Regex concatenation performance concern
Bilge opened this issue · 3 comments
Crawler-Detect/src/CrawlerDetect.php
Lines 99 to 102 in 02b24e5
This mass concatenation of pattern pieces into a final regex should be precomputed by the library instead of making consuming applications perform this work on every instantiation of the CrawlerDetect
object. That is, the fixture arrays should be transformed into the final regex string and output to a precomputed PHP file to save consumers from this unnecessary overhead. I suggest a PHP file because opcache can automatically cache the file for additional performance gains.
Example
patterns.php
<?php
return '/(.*Java.*outbrain| YLT|^b0t$|^bluefish ...)/i';
Again, I would like to see some benchmark figures to see what kind of improvement could be gained here.
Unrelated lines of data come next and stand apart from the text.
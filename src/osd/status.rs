use std::{collections::BTreeMap, fmt, time::Duration};

use async_trait::async_trait;
use k8s_openapi::api::core::v1::ConfigMap;
use kube::{
    api::{ObjectMeta, Patch, PatchParams, PostParams, WatchParams},
    core::OwnerReference,
    Api, Client, ResourceExt,
};
use serde::{Deserialize, Serialize};
use serde_json::json;
use tokio_util::sync::CancellationToken;
use tracing::{info, warn};

use crate::{
    api::constants::OSD_STATUS_CONFIGMAP,
    client::watch::{Event, ResumableWatch},
    error::not_found_as_none,
    Error, Result,
};

#[derive(Deserialize, Serialize, Clone, Copy, Debug, PartialEq, Eq, Default)]
#[serde(rename_all = "camelCase")]
pub enum NodeStatus {
    #[default]
    Starting,
    ComputingDiff,
    Orchestrating,
    Completed,
    Failed,
}

impl NodeStatus {
    pub fn is_terminal(self) -> bool {
        matches!(self, NodeStatus::Completed | NodeStatus::Failed)
    }
}

impl fmt::Display for NodeStatus {
    fn fmt(&self, f: &mut fmt::Formatter<'_>) -> fmt::Result {
        let s = match self {
            NodeStatus::Starting => "starting",
            NodeStatus::ComputingDiff => "computingDiff",
            NodeStatus::Orchestrating => "orchestrating",
            NodeStatus::Completed => "completed",
            NodeStatus::Failed => "failed",
        };
        f.write_str(s)
    }
}

/// Per-node progress, written by the orchestrator and the osd daemon.
#[derive(Deserialize, Serialize, Clone, Debug, PartialEq, Eq, Default)]
pub struct OrchestrationStatus {
    pub status: NodeStatus,
    #[serde(default)]
    pub message: String,
}

impl OrchestrationStatus {
    pub fn new(status: NodeStatus, message: impl Into<String>) -> Self {
        OrchestrationStatus {
            status,
            message: message.into(),
        }
    }

    pub fn starting() -> Self {
        Self::new(NodeStatus::Starting, "")
    }
}

/// Reads one node's status out of the map. Unreadable entries count as absent.
pub fn parse_status(data: &BTreeMap<String, String>, node: &str) -> Option<OrchestrationStatus> {
    let raw = data.get(node)?;
    match serde_json::from_str(raw) {
        Ok(status) => Some(status),
        Err(e) => {
            warn!("failed to read orchestration status of node {node} ({raw}): {e}");
            None
        }
    }
}

/// `Ok` for completed, an error carrying the daemon's message for failed.
pub fn outcome(node: &str, status: &OrchestrationStatus) -> Result<()> {
    match status.status {
        NodeStatus::Failed => Err(Error::Transient(format!(
            "orchestration for node {node} failed: {}",
            status.message
        ))),
        _ => Ok(()),
    }
}

#[async_trait]
pub trait StatusStore: Send + Sync {
    /// Creates the status map if missing.
    async fn ensure(&self) -> Result<()>;
    async fn set(&self, node: &str, status: &OrchestrationStatus) -> Result<()>;
    async fn all(&self) -> Result<BTreeMap<String, OrchestrationStatus>>;
    /// Blocks until `node` reaches a terminal status.
    async fn wait_terminal(&self, node: &str, cancel: &CancellationToken) -> Result<OrchestrationStatus>;

    /// A node left in a non-terminal state by an earlier run.
    async fn in_progress(&self) -> Result<Option<(String, OrchestrationStatus)>> {
        Ok(self
            .all()
            .await?
            .into_iter()
            .find(|(_, status)| !status.status.is_terminal()))
    }
}

const PROGRESS_LOG_INTERVAL: Duration = Duration::from_secs(60);

/// The status map as a config map, waited on through a resumable watch.
pub struct KubeStatusStore {
    api: Api<ConfigMap>,
    owner: Option<OwnerReference>,
}

impl KubeStatusStore {
    pub fn new(client: Client, namespace: &str, owner: Option<OwnerReference>) -> Self {
        KubeStatusStore {
            api: Api::namespaced(client, namespace),
            owner,
        }
    }
}

#[async_trait]
impl StatusStore for KubeStatusStore {
    async fn ensure(&self) -> Result<()> {
        if not_found_as_none(self.api.get(OSD_STATUS_CONFIGMAP).await)?.is_some() {
            return Ok(());
        }
        let cm = ConfigMap {
            metadata: ObjectMeta {
                name: Some(OSD_STATUS_CONFIGMAP.to_string()),
                owner_references: self.owner.clone().map(|o| vec![o]),
                ..Default::default()
            },
            data: Some(BTreeMap::new()),
            ..Default::default()
        };
        match self.api.create(&PostParams::default(), &cm).await {
            Ok(_) => Ok(()),
            Err(e) => {
                let e = Error::from(e);
                if e.is_already_exists() {
                    Ok(())
                } else {
                    Err(e)
                }
            }
        }
    }

    async fn set(&self, node: &str, status: &OrchestrationStatus) -> Result<()> {
        self.ensure().await?;
        let value = serde_json::to_string(status)?;
        let patch = json!({ "data": { node: value } });
        self.api
            .patch(OSD_STATUS_CONFIGMAP, &PatchParams::default(), &Patch::Merge(&patch))
            .await?;
        Ok(())
    }

    async fn all(&self) -> Result<BTreeMap<String, OrchestrationStatus>> {
        let data = not_found_as_none(self.api.get(OSD_STATUS_CONFIGMAP).await)?
            .and_then(|cm| cm.data)
            .unwrap_or_default();
        Ok(data
            .keys()
            .filter_map(|node| parse_status(&data, node).map(|s| (node.clone(), s)))
            .collect())
    }

    async fn wait_terminal(&self, node: &str, cancel: &CancellationToken) -> Result<OrchestrationStatus> {
        // check before watching, and watch from the version just read so no
        // transition in between is missed
        let current = not_found_as_none(self.api.get(OSD_STATUS_CONFIGMAP).await)?;
        let mut version = String::new();
        if let Some(cm) = current {
            version = cm.resource_version().unwrap_or_default();
            if let Some(status) = cm.data.as_ref().and_then(|d| parse_status(d, node)) {
                if status.status.is_terminal() {
                    return Ok(status);
                }
            }
        }

        let params = WatchParams::default().fields(&format!("metadata.name={OSD_STATUS_CONFIGMAP}"));
        let mut watch = ResumableWatch::new(self.api.clone(), params, version);
        let mut progress = tokio::time::interval(PROGRESS_LOG_INTERVAL);
        progress.tick().await;
        loop {
            let event = tokio::select! {
                event = watch.next(cancel) => event?,
                _ = progress.tick() => {
                    info!("waiting on orchestration status update from node {node}");
                    continue;
                }
            };
            let cm = match event {
                Event::Added(cm) | Event::Modified(cm) => cm,
                Event::Deleted(_) | Event::Restart => continue,
            };
            if let Some(status) = cm.data.as_ref().and_then(|d| parse_status(d, node)) {
                if status.status.is_terminal() {
                    return Ok(status);
                }
            }
        }
    }
}
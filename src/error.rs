use thiserror::Error;

/// How an error propagates through the control loops.
#[derive(Clone, Copy, Debug, PartialEq, Eq)]
pub enum ErrorKind {
    /// Network glitch or watch disconnect, retried with backoff.
    Transient,
    /// Optimistic concurrency failure, re-read and retry.
    Conflict,
    /// Another actor owns the resource.
    Contended,
    /// A safety predicate refused the transition.
    Unsafe,
    /// The reconcile cannot make progress without intervention.
    Fatal,
}

#[derive(Error, Debug)]
pub enum Error {
    #[error("kubernetes api error: {0}")]
    Kube(#[from] kube::Error),

    #[error("serialization error: {0}")]
    Serialization(#[from] serde_json::Error),

    #[error("command `{command}` failed: {message}")]
    Command { command: String, message: String },

    #[error("{0}")]
    Transient(String),

    #[error("conflicting update of {0}")]
    Conflict(String),

    #[error("{0}")]
    Contended(String),

    #[error("{0}")]
    AlreadyAttached(String),

    #[error("{0}")]
    Unsafe(String),

    #[error("{0} not found")]
    NotFound(String),

    #[error("invalid spec: {0}")]
    InvalidSpec(String),

    #[error("{0}")]
    Fatal(String),

    #[error("operation cancelled")]
    Cancelled,
}

pub type Result<T, E = Error> = std::result::Result<T, E>;

impl Error {
    pub fn kind(&self) -> ErrorKind {
        match self {
            Error::Kube(kube::Error::Api(resp)) if resp.code == 409 => ErrorKind::Conflict,
            Error::Kube(_) => ErrorKind::Transient,
            Error::Serialization(_) => ErrorKind::Fatal,
            Error::Command { .. } => ErrorKind::Transient,
            Error::Transient(_) => ErrorKind::Transient,
            Error::Conflict(_) => ErrorKind::Conflict,
            Error::Contended(_) | Error::AlreadyAttached(_) => ErrorKind::Contended,
            Error::Unsafe(_) => ErrorKind::Unsafe,
            Error::NotFound(_) => ErrorKind::Transient,
            Error::InvalidSpec(_) | Error::Fatal(_) => ErrorKind::Fatal,
            Error::Cancelled => ErrorKind::Transient,
        }
    }

    pub fn metric_label(&self) -> String {
        format!("{:?}", self.kind()).to_lowercase()
    }

    pub fn command(command: &str, args: &[String], message: impl Into<String>) -> Self {
        Error::Command {
            command: format!("{} {}", command, args.join(" ")),
            message: message.into(),
        }
    }

    /// True when the API server answered 404.
    pub fn is_not_found(&self) -> bool {
        match self {
            Error::Kube(kube::Error::Api(resp)) => resp.code == 404,
            Error::NotFound(_) => true,
            _ => false,
        }
    }

    /// True when the API server answered 409 on a create.
    pub fn is_already_exists(&self) -> bool {
        matches!(self, Error::Kube(kube::Error::Api(resp)) if resp.code == 409 && resp.reason == "AlreadyExists")
    }
}

/// Maps a kube 404 to `None`, passing other outcomes through.
pub fn not_found_as_none<T>(result: Result<T, kube::Error>) -> Result<Option<T>> {
    match result {
        Ok(value) => Ok(Some(value)),
        Err(kube::Error::Api(resp)) if resp.code == 404 => Ok(None),
        Err(e) => Err(e.into()),
    }
}

#[cfg(test)]
mod tests {
    use super::*;
    use rstest::rstest;

    fn api_error(code: u16, reason: &str) -> Error {
        Error::Kube(kube::Error::Api(kube::core::ErrorResponse {
            status: "Failure".to_string(),
            message: "boom".to_string(),
            reason: reason.to_string(),
            code,
        }))
    }

    #[rstest]
    #[case(api_error(409, "Conflict"), ErrorKind::Conflict)]
    #[case(api_error(500, "InternalError"), ErrorKind::Transient)]
    #[case(Error::AlreadyAttached("taken".into()), ErrorKind::Contended)]
    #[case(Error::Unsafe("no room".into()), ErrorKind::Unsafe)]
    #[case(Error::InvalidSpec("bad".into()), ErrorKind::Fatal)]
    fn kinds(#[case] error: Error, #[case] kind: ErrorKind) {
        assert_eq!(error.kind(), kind);
    }

    #[test]
    fn already_exists_is_distinct_from_conflict() {
        assert!(api_error(409, "AlreadyExists").is_already_exists());
        assert!(!api_error(409, "Conflict").is_already_exists());
        assert!(api_error(404, "NotFound").is_not_found());
    }
}
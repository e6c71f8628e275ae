use std::{
    collections::{BTreeMap, BTreeSet},
    time::Duration,
};

use chrono::{DateTime, Utc};
use tracing::warn;

use crate::{api::constants::PDB_STATE_CONFIGMAP, client::kv_store::KvStore, Result};

pub const DISABLED_PDB_KEY: &str = "disabled-pdb";
const NOOUT_SUFFIX: &str = "-noout-set-at";

pub fn noout_key(domain: &str) -> String {
    format!("{domain}{NOOUT_SUFFIX}")
}

/// What the state config map remembers between ticks.
#[derive(Clone, Debug, Default, PartialEq)]
pub struct PdbState {
    /// The one failure-domain value without a budget, empty when all are protected.
    pub disabled: String,
    pub noout_set_at: BTreeMap<String, DateTime<Utc>>,
}

impl PdbState {
    pub fn from_data(data: &BTreeMap<String, String>) -> Self {
        let mut state = PdbState {
            disabled: data.get(DISABLED_PDB_KEY).cloned().unwrap_or_default(),
            ..Default::default()
        };
        for (key, value) in data {
            let Some(domain) = key.strip_suffix(NOOUT_SUFFIX) else {
                continue;
            };
            match DateTime::parse_from_rfc3339(value) {
                Ok(at) => {
                    state.noout_set_at.insert(domain.to_string(), at.with_timezone(&Utc));
                }
                Err(e) => warn!("ignoring unreadable {key}={value}: {e}"),
            }
        }
        state
    }

    pub fn to_data(&self) -> BTreeMap<String, String> {
        let mut data = BTreeMap::from([(DISABLED_PDB_KEY.to_string(), self.disabled.clone())]);
        for (domain, at) in &self.noout_set_at {
            data.insert(noout_key(domain), at.to_rfc3339());
        }
        data
    }

    pub async fn load(kv: &dyn KvStore) -> Result<Self> {
        match kv.list(PDB_STATE_CONFIGMAP).await {
            Ok(data) => Ok(PdbState::from_data(&data)),
            Err(e) if e.is_not_found() => Ok(PdbState::default()),
            Err(e) => Err(e),
        }
    }

    /// Writes the state, dropping stamps of domains that no longer hold one.
    pub async fn save(&self, kv: &dyn KvStore, previous: &PdbState) -> Result<()> {
        for (key, value) in self.to_data() {
            kv.set(PDB_STATE_CONFIGMAP, &key, &value).await?;
        }
        for domain in previous.noout_set_at.keys() {
            if !self.noout_set_at.contains_key(domain) {
                kv.delete(PDB_STATE_CONFIGMAP, &noout_key(domain)).await?;
            }
        }
        Ok(())
    }
}

/// The domain left open after this tick. A new domain opens only on a clean
/// cluster, and a domain still draining stays open.
pub fn next_disabled(current: &str, draining: &BTreeSet<String>, clean: bool) -> String {
    if draining.is_empty() {
        return String::new();
    }
    if draining.contains(current) {
        return current.to_string();
    }
    match draining.first() {
        Some(first) if clean => first.clone(),
        _ => current.to_string(),
    }
}

/// The desired budget and flag for one failure-domain value.
#[derive(Clone, Debug, PartialEq, Eq)]
pub struct DomainAction {
    pub domain: String,
    pub protected: bool,
    pub noout: bool,
}

/// Advances `state` one tick and returns the action for every domain.
/// Protected domains come first so the open one loses its budget last.
pub fn plan(
    state: &mut PdbState,
    domains: &BTreeSet<String>,
    draining: &BTreeSet<String>,
    clean: bool,
    now: DateTime<Utc>,
    maintenance_timeout: Duration,
) -> Vec<DomainAction> {
    state.disabled = next_disabled(&state.disabled, draining, clean);
    let timeout = chrono::Duration::from_std(maintenance_timeout).unwrap_or(chrono::Duration::MAX);

    let mut all: BTreeSet<String> = domains.clone();
    if !state.disabled.is_empty() {
        all.insert(state.disabled.clone());
    }

    let mut protected = vec![];
    let mut open = vec![];
    for domain in all {
        if domain == state.disabled {
            let set_at = *state.noout_set_at.entry(domain.clone()).or_insert(now);
            open.push(DomainAction {
                noout: now - set_at < timeout,
                protected: false,
                domain,
            });
        } else {
            state.noout_set_at.remove(&domain);
            protected.push(DomainAction {
                domain,
                protected: true,
                noout: false,
            });
        }
    }
    state.noout_set_at.retain(|d, _| *d == state.disabled);
    protected.extend(open);
    protected
}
Concatenating the regex into one precompiled regex string would also not allow us to easily test regex collisions...
Crawler-Detect/tests/UATests.php
Lines 112 to 126 in ddfeeed
Concatenating the regex into one precompiled regex string would also not allow us to easily test regex collisions...
That's simply not true because the precomputed list cannot be maintained if the original list is deleted. Ergo the original array still exists and can still be used in the test. They're not mutually exclusive.
An example would help here, it's not clear what you mean